• Instructions for the task: Return the lines beginning at the one that contains "WorkloadKind::DaemonSet => self" and continuing to the end of the entries, including both ends, exactly as written and nothing else.

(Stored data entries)
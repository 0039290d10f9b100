//! What happened during a scenario run

use std::fmt;
use std::time::Duration;

use chrono::{DateTime, Utc};
use serde::{Serialize, Serializer};

use crate::scenario::ScenarioState;
use crate::{Error, Result};

/// A step of the scenario lifecycle
#[derive(Clone, Copy, Debug, PartialEq, Eq, Serialize)]
#[serde(rename_all = "kebab-case")]
pub enum Phase {
    /// Copy the program into a scratch directory
    Prepare,
    /// Install and link packages
    InstallDependencies,
    /// `stack init`
    InitStack,
    /// `config set`
    SetConfig,
    /// `preview`
    Preview,
    /// `up`
    Up,
    /// `stack export` and `stack output`
    Export,
    /// Validator run
    Validate,
    /// `refresh`
    Refresh,
    /// Overlay an edit directory
    ApplyEdit,
    /// Re-deploy the final program and require no changes
    UpdateTest,
    /// Fetch or pin a provider plugin
    Plugin,
    /// `stack import` of recorded state
    Import,
    /// `destroy`
    Destroy,
    /// `stack rm`
    RemoveStack,
}

impl fmt::Display for Phase {
    fn fmt(&self, f: &mut fmt::Formatter<'_>) -> fmt::Result {
        let s = match self {
            Phase::Prepare => "prepare",
            Phase::InstallDependencies => "install-dependencies",
            Phase::InitStack => "init-stack",
            Phase::SetConfig => "set-config",
            Phase::Preview => "preview",
            Phase::Up => "up",
            Phase::Export => "export",
            Phase::Validate => "validate",
            Phase::Refresh => "refresh",
            Phase::ApplyEdit => "apply-edit",
            Phase::UpdateTest => "update-test",
            Phase::Plugin => "plugin",
            Phase::Import => "import",
            Phase::Destroy => "destroy",
            Phase::RemoveStack => "remove-stack",
        };
        f.write_str(s)
    }
}

/// How a phase ended
#[derive(Clone, Copy, Debug, PartialEq, Eq, Serialize)]
#[serde(rename_all = "kebab-case")]
pub enum PhaseOutcome {
    /// Exit 0 or check passed
    Succeeded,
    /// Failed and failed the scenario
    Failed,
    /// Failed and that was the point (`expect_failure`)
    ExpectedFailure,
    /// Failed but was tolerated (`ignore_destroy_errors`)
    Ignored,
}

fn as_secs<S: Serializer>(d: &Duration, s: S) -> std::result::Result<S::Ok, S::Error> {
    s.serialize_f64(d.as_secs_f64())
}

/// One executed phase
#[derive(Clone, Debug, PartialEq, Eq, Serialize)]
pub struct PhaseRecord {
    /// Which phase
    pub phase: Phase,
    /// Deploy index the phase belongs to (0 is the initial program)
    pub step: usize,
    /// Attempts made, more than one only under `retry_failed_steps`
    pub attempts: u32,
    /// Wall time including retries
    #[serde(rename = "durationSecs", serialize_with = "as_secs")]
    pub duration: Duration,
    /// Result
    pub outcome: PhaseOutcome,
}

/// The failure that decided a scenario's outcome
#[derive(Clone, Debug, PartialEq, Eq, Serialize)]
pub struct ScenarioFailure {
    /// Phase that failed
    pub phase: Phase,
    /// Deploy index the phase belongs to
    pub step: usize,
    /// Provisioner command line, when a subprocess failed
    #[serde(skip_serializing_if = "Option::is_none")]
    pub command: Option<String>,
    /// Last 64 KiB of the subprocess output
    #[serde(skip_serializing_if = "Option::is_none")]
    pub output_tail: Option<String>,
    /// Error or assertion message
    pub message: String,
}

impl ScenarioFailure {
    /// Capture `err` as the failure of `phase`
    pub fn from_error(phase: Phase, step: usize, err: &Error) -> Self {
        let failure = err.provisioner_failure();
        Self {
            phase,
            step,
            command: failure.map(|f| f.command.clone()),
            output_tail: failure.map(|f| f.output_tail.clone()),
            message: err.to_string(),
        }
    }

    /// Failure without an underlying error
    pub fn message(phase: Phase, step: usize, message: impl Into<String>) -> Self {
        Self {
            phase,
            step,
            command: None,
            output_tail: None,
            message: message.into(),
        }
    }
}

impl fmt::Display for ScenarioFailure {
    fn fmt(&self, f: &mut fmt::Formatter<'_>) -> fmt::Result {
        write!(f, "phase {} (step {}) failed: {}", self.phase, self.step, self.message)?;
        if let Some(command) = &self.command {
            write!(f, "\ncommand: {command}")?;
        }
        if let Some(tail) = &self.output_tail {
            write!(f, "\noutput:\n{tail}")?;
        }
        Ok(())
    }
}

/// Final verdict of a run
#[derive(Clone, Debug, PartialEq, Eq, Serialize)]
#[serde(tag = "result", content = "reason", rename_all = "kebab-case")]
pub enum Outcome {
    /// Everything the scenario asked for held
    Passed,
    /// See [`ScenarioReport::failure`] and [`ScenarioReport::teardown_error`]
    Failed,
    /// Did not run
    Skipped(String),
}

/// Everything the driver observed for one scenario
#[derive(Clone, Debug, Serialize)]
#[serde(rename_all = "camelCase")]
pub struct ScenarioReport {
    /// Scenario name
    pub name: String,
    /// Stack the scenario deployed
    pub stack_name: String,
    /// Final lifecycle state
    pub state: ScenarioState,
    /// Phases in execution order
    pub phases: Vec<PhaseRecord>,
    /// First failure, if any
    #[serde(skip_serializing_if = "Option::is_none")]
    pub failure: Option<ScenarioFailure>,
    /// Teardown problem; never replaces `failure`
    #[serde(skip_serializing_if = "Option::is_none")]
    pub teardown_error: Option<String>,
    /// Verdict
    pub outcome: Outcome,
    /// Start time
    pub started_at: DateTime<Utc>,
    /// Total wall time
    #[serde(rename = "durationSecs", serialize_with = "as_secs")]
    pub duration: Duration,
}

impl ScenarioReport {
    pub(crate) fn new(name: impl Into<String>, stack_name: impl Into<String>) -> Self {
        Self {
            name: name.into(),
            stack_name: stack_name.into(),
            state: ScenarioState::Init,
            phases: Vec::new(),
            failure: None,
            teardown_error: None,
            outcome: Outcome::Passed,
            started_at: Utc::now(),
            duration: Duration::ZERO,
        }
    }

    /// Report for a scenario that never ran
    pub fn skipped(name: impl Into<String>, reason: impl Into<String>) -> Self {
        Self {
            outcome: Outcome::Skipped(reason.into()),
            ..Self::new(name, "")
        }
    }

    /// Whether the run passed
    pub fn passed(&self) -> bool {
        self.outcome == Outcome::Passed
    }

    /// Whether the run was skipped
    pub fn is_skipped(&self) -> bool {
        matches!(self.outcome, Outcome::Skipped(_))
    }

    /// Phases of one kind, in order
    pub fn phases_of(&self, phase: Phase) -> impl Iterator<Item = &PhaseRecord> {
        self.phases.iter().filter(move |p| p.phase == phase)
    }

    /// `Ok` unless the run failed; skipped runs are `Ok`
    pub fn ensure_passed(&self) -> Result<()> {
        if self.outcome != Outcome::Failed {
            return Ok(());
        }
        let mut msg = format!("scenario {} failed", self.name);
        if let Some(failure) = &self.failure {
            msg.push_str(&format!("\n{failure}"));
        }
        if let Some(teardown) = &self.teardown_error {
            msg.push_str(&format!("\nteardown: {teardown}"));
        }
        Err(Error::validation(msg))
    }

    pub(crate) fn record(
        &mut self,
        phase: Phase,
        step: usize,
        attempts: u32,
        duration: Duration,
        outcome: PhaseOutcome,
    ) {
        self.phases.push(PhaseRecord {
            phase,
            step,
            attempts,
            duration,
            outcome,
        });
    }

    /// Keep the first failure only
    pub(crate) fn fail(&mut self, failure: ScenarioFailure) {
        if self.failure.is_none() {
            self.failure = Some(failure);
        }
        self.outcome = Outcome::Failed;
    }
}
impl PhaseRunner {
    /// Run `op` as `phase`, recording the attempt but not failing the report
    async fn attempt<T, F, Fut>(&mut self, phase: Phase, step: usize, op: F) -> Result<T>
    where
        F: FnMut() -> Fut,
        Fut: Future<Output = Result<T>>,
    {
        let started = Instant::now();
        let retry = if self.retry_enabled && phase.is_retryable() {
            self.retry.clone()
        } else {
            RetryConfig::no_retry()
        };
        let name = phase.to_string();
        debug!(scenario = %self.scenario, phase = %phase, step, "Starting phase");

        let work = tokio::time::timeout(
            self.timeout,
            retry_with_backoff_if(&retry, &name, Error::is_retryable, op),
        );
        let outcome = if phase.is_teardown() {
            work.await
        } else {
            tokio::select! {
                biased;
                _ = self.cancel.cancelled() => Ok(Err((Error::Cancelled(name.clone()), 1))),
                outcome = work => outcome,
            }
        };

        let (result, attempts) = match outcome {
            Ok(Ok((value, attempts))) => (Ok(value), attempts),
            Ok(Err((e, attempts))) => (Err(e), attempts),
            Err(_) => (Err(Error::timeout(name, self.timeout)), 1),
        };

        let elapsed = started.elapsed();
        match &result {
            Ok(_) => {
                info!(
                    scenario = %self.scenario,
                    phase = %phase,
                    step,
                    attempts,
                    duration_secs = elapsed.as_secs(),
                    "Phase succeeded"
                );
                self.report
                    .record(phase, step, attempts, elapsed, PhaseOutcome::Succeeded);
            }
            Err(e) => {
                warn!(
                    scenario = %self.scenario,
                    phase = %phase,
                    step,
                    attempts,
                    error = %e,
                    "Phase failed"
                );
                self.report
                    .record(phase, step, attempts, elapsed, PhaseOutcome::Failed);
            }
        }
        result
    }

    /// Run `op` as `phase`; a failure fails the scenario
    async fn run<T, F, Fut>(&mut self, phase: Phase, step: usize, op: F) -> Result<T>
    where
        F: FnMut() -> Fut,
        Fut: Future<Output = Result<T>>,
    {
        let result = self.attempt(phase, step, op).await;
        if let Err(e) = &result {
            self.fail(phase, step, e);
        }
        result
    }

    fn fail(&mut self, phase: Phase, step: usize, err: &Error) {
        self.report
            .fail(ScenarioFailure::from_error(phase, step, err));
    }

    fn mark_last(&mut self, outcome: PhaseOutcome) {
        if let Some(last) = self.report.phases.last_mut() {
            last.outcome = outcome;
        }
    }
}
/// Matching nodes against the `customAmiId` output needs the EC2 API to
/// resolve instance AMIs, so only the node capacities are checked here.
#[tokio::test]
#[ignore]
async fn test_managed_node_group_os() {
    let Some(suite) = Suite::load_long("managed-ng-os") else {
        return;
    };
    suite
        .run(
            suite
                .js_base()
                .dir(suite.program("tests/managed-ng-os"))
                .validator(
                    CompositeValidator::new("managed-ng-os")
                        .then(SmokeValidator::new())
                        .then(labelled_capacity("increased-pod-capacity", "pods", 8, |pods| pods == 100))
                        .then(labelled_capacity(
                            "increased-storage-capacity",
                            "ephemeral-storage",
                            4,
                            |bytes| bytes >= 100 * 1_000_000_000,
                        ))
                        .then(single_device_nodes("nvidia.com/gpu", 2)),
                ),
        )
        .await;
}

#[tokio::test]
#[ignore]
async fn test_self_managed_node_group_os() {
    let Some(suite) = Suite::load_long("self-managed-ng-os") else {
        return;
    };
    let security_groups = FnValidator::new("node-security-groups", |info: StackInfo| async move {
        // Groups created by the node groups
        for (group, id) in [
            ("standardNodeSecurityGroup", "standardNodeSecurityGroupId"),
            ("standardNodeSecurityGroupV2", "standardNodeSecurityGroupIdV2"),
        ] {
            let created = expect_set(group, info.output(group))?;
            expect_same(id, info.output(id), created.get("id"))?;
        }
        // Groups passed in by ID are not created again
        expect_empty("customNodeSecurityGroup", info.output("customNodeSecurityGroup"))?;
        expect_empty("customNodeSecurityGroupV2", info.output("customNodeSecurityGroupV2"))?;
        let cluster_group = expect_set("clusterNodeSecurityGroupId", info.output("clusterNodeSecurityGroupId"))?;
        for id in ["customNodeSecurityGroupId", "customNodeSecurityGroupIdV2"] {
            expect_same(id, info.output(id), Some(cluster_group))?;
        }
        Ok(())
    });
    suite
        .run(
            suite
                .js_base()
                .dir(suite.program("tests/self-managed-ng-os"))
                .validator(
                    CompositeValidator::new("self-managed-ng-os")
                        .then(SmokeValidator::new())
                        .then(labelled_capacity("increased-pod-capacity", "pods", 4, |pods| pods == 100))
                        .then(labelled_capacity(
                            "increased-storage-capacity",
                            "ephemeral-storage",
                            4,
                            |bytes| bytes >= 100 * 1_000_000_000,
                        ))
                        .then(security_groups),
                ),
        )
        .await;
}
//! HTTP GET with backoff until the response satisfies a predicate
//!
//! Used for workloads exposed through load balancers, which take minutes to
//! get DNS and healthy targets after the deploy finishes.

use std::collections::BTreeMap;
use std::time::Duration;

use reqwest::header::HOST;
use tokio::time::Instant;
use tracing::{debug, info};

use crate::{Error, Result};

/// Characters of the response body kept in failure messages
const BODY_SNIPPET_LEN: usize = 512;

/// A completed GET
#[derive(Clone, Debug, PartialEq, Eq)]
pub struct HttpResponse {
    /// Status code
    pub status: u16,
    /// Body as text
    pub body: String,
}

impl HttpResponse {
    /// 2xx status
    pub fn is_success(&self) -> bool {
        (200..300).contains(&self.status)
    }
}

/// Retrying GET probe
#[derive(Clone, Debug)]
pub struct HttpProbe {
    /// Target URL; `http://` is assumed when no scheme is given
    pub url: String,
    /// Request headers; `Host` overrides the request host
    pub headers: BTreeMap<String, String>,
    /// Total time allowed for the probe
    pub deadline: Duration,
    /// Wait after the first failed attempt; grows linearly per attempt
    pub initial_backoff: Duration,
    /// Upper bound for the wait between attempts
    pub max_backoff: Duration,
    /// Timeout of a single request
    pub request_timeout: Duration,
}

impl HttpProbe {
    /// Probe with the default ten minute deadline
    pub fn new(url: impl Into<String>) -> Self {
        Self {
            url: url.into(),
            headers: BTreeMap::new(),
            deadline: Duration::from_secs(10 * 60),
            initial_backoff: Duration::from_secs(10),
            max_backoff: Duration::from_secs(30),
            request_timeout: Duration::from_secs(10),
        }
    }

    /// Add a request header
    pub fn header(mut self, name: impl Into<String>, value: impl Into<String>) -> Self {
        self.headers.insert(name.into(), value.into());
        self
    }

    /// Total deadline
    pub fn deadline(mut self, deadline: Duration) -> Self {
        self.deadline = deadline;
        self
    }

    /// Backoff bounds
    pub fn backoff(mut self, initial: Duration, max: Duration) -> Self {
        self.initial_backoff = initial;
        self.max_backoff = max;
        self
    }

    /// URL with a scheme
    pub fn resolved_url(&self) -> String {
        if self.url.starts_with("http://") || self.url.starts_with("https://") {
            self.url.clone()
        } else {
            format!("http://{}", self.url)
        }
    }

    fn delay(&self, attempt: u32) -> Duration {
        self.initial_backoff
            .saturating_mul(attempt)
            .min(self.max_backoff)
    }

    /// GET until the response is 2xx and `predicate` accepts it
    ///
    /// Fails with the last status and a body snippet once the deadline passes.
    pub async fn wait_for<P>(&self, predicate: P) -> Result<HttpResponse>
    where
        P: Fn(&HttpResponse) -> bool,
    {
        let client = reqwest::Client::builder()
            .timeout(self.request_timeout)
            .build()
            .map_err(|e| Error::probe(format!("failed to build HTTP client: {e}")))?;
        let url = self.resolved_url();
        let started = Instant::now();
        let mut attempt = 0u32;

        loop {
            attempt += 1;
            let last = match self.get(&client, &url).await {
                Ok(resp) if resp.is_success() && predicate(&resp) => {
                    info!(url = %url, attempt, status = resp.status, "HTTP probe succeeded");
                    return Ok(resp);
                }
                Ok(resp) => format!(
                    "status {}, body {:?}",
                    resp.status,
                    snippet(&resp.body)
                ),
                Err(e) => format!("request failed: {e}"),
            };

            let delay = self.delay(attempt);
            if started.elapsed() + delay > self.deadline {
                return Err(Error::validation(format!(
                    "GET {url} not successful after {attempt} attempts in {:?}: last {last}",
                    self.deadline
                )));
            }
            debug!(url = %url, attempt, last = %last, delay_secs = delay.as_secs(), "HTTP probe retrying");
            tokio::time::sleep(delay).await;
        }
    }

    async fn get(&self, client: &reqwest::Client, url: &str) -> reqwest::Result<HttpResponse> {
        let mut request = client.get(url);
        for (name, value) in &self.headers {
            if name.eq_ignore_ascii_case(HOST.as_str()) {
                request = request.header(HOST, value);
            } else {
                request = request.header(name.as_str(), value);
            }
        }
        let response = request.send().await?;
        let status = response.status().as_u16();
        let body = response.text().await?;
        Ok(HttpResponse { status, body })
    }
}

fn snippet(body: &str) -> String {
    body.chars().take(BODY_SNIPPET_LEN).collect()
}
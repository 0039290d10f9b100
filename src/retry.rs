//! Retry utilities with exponential backoff and jitter.
//!
//! Provisioner invocations are retried when `retry_failed_steps` is set and the
//! failure looks transient. Validators never go through here; probes carry
//! their own polling.
//!
//! # Example
//!
//! ```ignore
//! use eks_harness::retry::{retry_with_backoff_if, RetryConfig};
//!
//! let result = retry_with_backoff_if(
//!     &RetryConfig::provisioner(),
//!     "up",
//!     |e: &Error| e.is_retryable(),
//!     || async { provisioner.up(&ctx, &opts).await },
//! ).await?;
//! ```

use std::time::Duration;

use rand::Rng;
use tracing::{error, warn};

/// Configuration for operations that may fail transiently.
#[derive(Clone, Debug)]
pub struct RetryConfig {
    /// Maximum number of attempts (0 = infinite)
    pub max_attempts: u32,
    /// Initial delay between retries
    pub initial_delay: Duration,
    /// Maximum delay between retries
    pub max_delay: Duration,
    /// Multiplier for exponential backoff
    pub backoff_multiplier: f64,
}

impl Default for RetryConfig {
    fn default() -> Self {
        Self::provisioner()
    }
}

impl RetryConfig {
    /// Create a config with a maximum number of attempts
    pub fn with_max_attempts(attempts: u32) -> Self {
        Self {
            max_attempts: attempts,
            ..Self::provisioner()
        }
    }

    /// Bounded policy for provisioner steps: three attempts starting 15s apart
    pub fn provisioner() -> Self {
        Self {
            max_attempts: 3,
            initial_delay: Duration::from_secs(15),
            max_delay: Duration::from_secs(120),
            backoff_multiplier: 2.0,
        }
    }

    /// A single attempt, used when `retry_failed_steps` is off
    pub fn no_retry() -> Self {
        Self::with_max_attempts(1)
    }
}

/// Execute an async operation with exponential backoff and jitter.
///
/// Only errors accepted by `should_retry` are retried, until `max_attempts`
/// is exhausted (0 = infinite). Returns the attempt count alongside the value or the final error so callers
/// can record it.
pub async fn retry_with_backoff_if<F, Fut, T, E, P>(
    config: &RetryConfig,
    operation_name: &str,
    should_retry: P,
    mut operation: F,
) -> Result<(T, u32), (E, u32)>
where
    F: FnMut() -> Fut,
    Fut: std::future::Future<Output = Result<T, E>>,
    E: std::fmt::Display,
    P: Fn(&E) -> bool,
{
    let mut attempt = 0u32;
    let mut delay = config.initial_delay;

    loop {
        attempt += 1;

        match operation().await {
            Ok(result) => return Ok((result, attempt)),
            Err(e) => {
                if !should_retry(&e) {
                    return Err((e, attempt));
                }

                if config.max_attempts > 0 && attempt >= config.max_attempts {
                    error!(
                        operation = %operation_name,
                        attempt = attempt,
                        error = %e,
                        "Operation failed after max retries"
                    );
                    return Err((e, attempt));
                }

                // Add jitter: 0.5x to 1.5x of the delay
                let jitter = rand::thread_rng().gen_range(0.5..1.5);
                let jittered_delay = Duration::from_secs_f64(delay.as_secs_f64() * jitter);

                warn!(
                    operation = %operation_name,
                    attempt = attempt,
                    error = %e,
                    delay_ms = jittered_delay.as_millis(),
                    "Operation failed, retrying"
                );

                tokio::time::sleep(jittered_delay).await;

                delay = Duration::from_secs_f64(
                    (delay.as_secs_f64() * config.backoff_multiplier)
                        .min(config.max_delay.as_secs_f64()),
                );
            }
        }
    }
}
//! Read-only Kubernetes capabilities the probes need

use std::fmt;
use std::str::FromStr;

use async_trait::async_trait;
use k8s_openapi::api::apps::v1::{DaemonSet, Deployment, ReplicaSet, StatefulSet};
use k8s_openapi::api::core::v1::{ConfigMap, Namespace, Node, Pod};
use k8s_openapi::apimachinery::pkg::version::Info;
use kube::api::{Api, ListParams};
use kube::{Client, ResourceExt};
#[cfg(test)]
use mockall::automock;

use crate::{Error, Result};

/// Workload kinds the readiness probes understand
#[derive(Clone, Copy, Debug, PartialEq, Eq, Hash)]
pub enum WorkloadKind {
    /// apps/v1 Deployment
    Deployment,
    /// apps/v1 ReplicaSet
    ReplicaSet,
    /// apps/v1 DaemonSet
    DaemonSet,
    /// apps/v1 StatefulSet
    StatefulSet,
    /// v1 Pod
    Pod,
}

impl WorkloadKind {
    /// Kinds checked in system namespaces by the smoke test
    pub const SYSTEM: [WorkloadKind; 3] = [
        WorkloadKind::Deployment,
        WorkloadKind::DaemonSet,
        WorkloadKind::ReplicaSet,
    ];
}

impl fmt::Display for WorkloadKind {
    fn fmt(&self, f: &mut fmt::Formatter<'_>) -> fmt::Result {
        let s = match self {
            WorkloadKind::Deployment => "Deployment",
            WorkloadKind::ReplicaSet => "ReplicaSet",
            WorkloadKind::DaemonSet => "DaemonSet",
            WorkloadKind::StatefulSet => "StatefulSet",
            WorkloadKind::Pod => "Pod",
        };
        f.write_str(s)
    }
}

impl FromStr for WorkloadKind {
    type Err = Error;

    /// Accepts kind names, plurals, and kubectl short names
    fn from_str(s: &str) -> Result<Self> {
        match s.trim().to_ascii_lowercase().as_str() {
            "deployment" | "deployments" | "deploy" => Ok(WorkloadKind::Deployment),
            "replicaset" | "replicasets" | "rs" => Ok(WorkloadKind::ReplicaSet),
            "daemonset" | "daemonsets" | "ds" => Ok(WorkloadKind::DaemonSet),
            "statefulset" | "statefulsets" | "sts" => Ok(WorkloadKind::StatefulSet),
            "pod" | "pods" | "po" => Ok(WorkloadKind::Pod),
            other => Err(Error::probe(format!("unknown kind type: {other}"))),
        }
    }
}

/// A listed workload object
#[derive(Clone, Debug)]
pub enum Workload {
    /// Deployment
    Deployment(Deployment),
    /// ReplicaSet
    ReplicaSet(ReplicaSet),
    /// DaemonSet
    DaemonSet(DaemonSet),
    /// StatefulSet
    StatefulSet(StatefulSet),
    /// Pod
    Pod(Pod),
}

impl Workload {
    /// Kind of the wrapped object
    pub fn kind(&self) -> WorkloadKind {
        match self {
            Workload::Deployment(_) => WorkloadKind::Deployment,
            Workload::ReplicaSet(_) => WorkloadKind::ReplicaSet,
            Workload::DaemonSet(_) => WorkloadKind::DaemonSet,
            Workload::StatefulSet(_) => WorkloadKind::StatefulSet,
            Workload::Pod(_) => WorkloadKind::Pod,
        }
    }

    /// Object name
    pub fn name(&self) -> String {
        match self {
            Workload::Deployment(o) => o.name_any(),
            Workload::ReplicaSet(o) => o.name_any(),
            Workload::DaemonSet(o) => o.name_any(),
            Workload::StatefulSet(o) => o.name_any(),
            Workload::Pod(o) => o.name_any(),
        }
    }
}

/// Cluster queries used by the probes
///
/// This trait abstracts the Kubernetes API for testability.
#[cfg_attr(test, automock)]
#[async_trait]
pub trait ClusterClient: Send + Sync {
    /// API server version
    async fn server_version(&self) -> Result<Info>;

    /// All nodes
    async fn list_nodes(&self) -> Result<Vec<Node>>;

    /// Names of all namespaces
    async fn list_namespaces(&self) -> Result<Vec<String>>;

    /// Objects of `kind` in `namespace`
    async fn list_workloads(&self, kind: WorkloadKind, namespace: &str) -> Result<Vec<Workload>>;

    /// A ConfigMap, `None` if it does not exist
    async fn get_config_map(&self, namespace: &str, name: &str) -> Result<Option<ConfigMap>>;

    /// A DaemonSet, `None` if it does not exist
    async fn get_daemon_set(&self, namespace: &str, name: &str) -> Result<Option<DaemonSet>>;
}

/// [`ClusterClient`] backed by a kube client
#[derive(Clone)]
pub struct KubeClusterClient {
    client: Client,
}

impl KubeClusterClient {
    /// Wrap a kube client
    pub fn new(client: Client) -> Self {
        Self { client }
    }

    async fn list_in<K>(&self, namespace: &str) -> Result<Vec<K>>
    where
        K: kube::Resource<Scope = k8s_openapi::NamespaceResourceScope>
            + Clone
            + serde::de::DeserializeOwned
            + fmt::Debug,
        K::DynamicType: Default,
    {
        let api: Api<K> = Api::namespaced(self.client.clone(), namespace);
        Ok(api.list(&ListParams::default()).await?.items)
    }
}

#[async_trait]
impl ClusterClient for KubeClusterClient {
    async fn server_version(&self) -> Result<Info> {
        Ok(self.client.apiserver_version().await?)
    }

    async fn list_nodes(&self) -> Result<Vec<Node>> {
        let api: Api<Node> = Api::all(self.client.clone());
        Ok(api.list(&ListParams::default()).await?.items)
    }

    async fn list_namespaces(&self) -> Result<Vec<String>> {
        let api: Api<Namespace> = Api::all(self.client.clone());
        Ok(api
            .list(&ListParams::default())
            .await?
            .items
            .iter()
            .map(|ns| ns.name_any())
            .collect())
    }

    async fn list_workloads(&self, kind: WorkloadKind, namespace: &str) -> Result<Vec<Workload>> {
        let items = match kind {
            WorkloadKind::Deployment => self
                .list_in::<Deployment>(namespace)
                .await?
                .into_iter()
                .map(Workload::Deployment)
                .collect(),
            WorkloadKind::ReplicaSet => self
                .list_in::<ReplicaSet>(namespace)
                .await?
                .into_iter()
                .map(Workload::ReplicaSet)
                .collect(),
            WorkloadKind::DaemonSet => self
                .list_in::<DaemonSet>(namespace)
                .await?
                .into_iter()
                .map(Workload::DaemonSet)
                .collect(),
            WorkloadKind::StatefulSet => self
                .list_in::<StatefulSet>(namespace)
                .await?
                .into_iter()
                .map(Workload::StatefulSet)
                .collect(),
            WorkloadKind::Pod => self
                .list_in::<Pod>(namespace)
                .await?
                .into_iter()
                .map(Workload::Pod)
                .collect(),
        };
        Ok(items)
    }

    async fn get_config_map(&self, namespace: &str, name: &str) -> Result<Option<ConfigMap>> {
        let api: Api<ConfigMap> = Api::namespaced(self.client.clone(), namespace);
        Ok(api.get_opt(name).await?)
    }

    async fn get_daemon_set(&self, namespace: &str, name: &str) -> Result<Option<DaemonSet>> {
        let api: Api<DaemonSet> = Api::namespaced(self.client.clone(), namespace);
        Ok(api.get_opt(name).await?)
    }
}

• Solution below:
            WorkloadKind::DaemonSet => self
                .list_in::<DaemonSet>(namespace)
                .await?
                .into_iter()
                .map(Workload::DaemonSet)
                .collect(),
            WorkloadKind::StatefulSet => self
                .list_in::<StatefulSet>(namespace)
                .await?
                .into_iter()
                .map(Workload::StatefulSet)
                .collect(),
            WorkloadKind::Pod => self
                .list_in::<Pod>(namespace)
                .await?
                .into_iter()
                .map(Workload::Pod)
                .collect(),
        };
        Ok(items)
    }

    async fn get_config_map(&self, namespace: &str, name: &str) -> Result<Option<ConfigMap>> {
        let api: Api<ConfigMap> = Api::namespaced(self.client.clone(), namespace);
        Ok(api.get_opt(name).await?)
    }

    async fn get_daemon_set(&self, namespace: &str, name: &str) -> Result<Option<DaemonSet>> {
        let api: Api<DaemonSet> = Api::namespaced(self.client.clone(), namespace);
        Ok(api.get_opt(name).await?)
    }
}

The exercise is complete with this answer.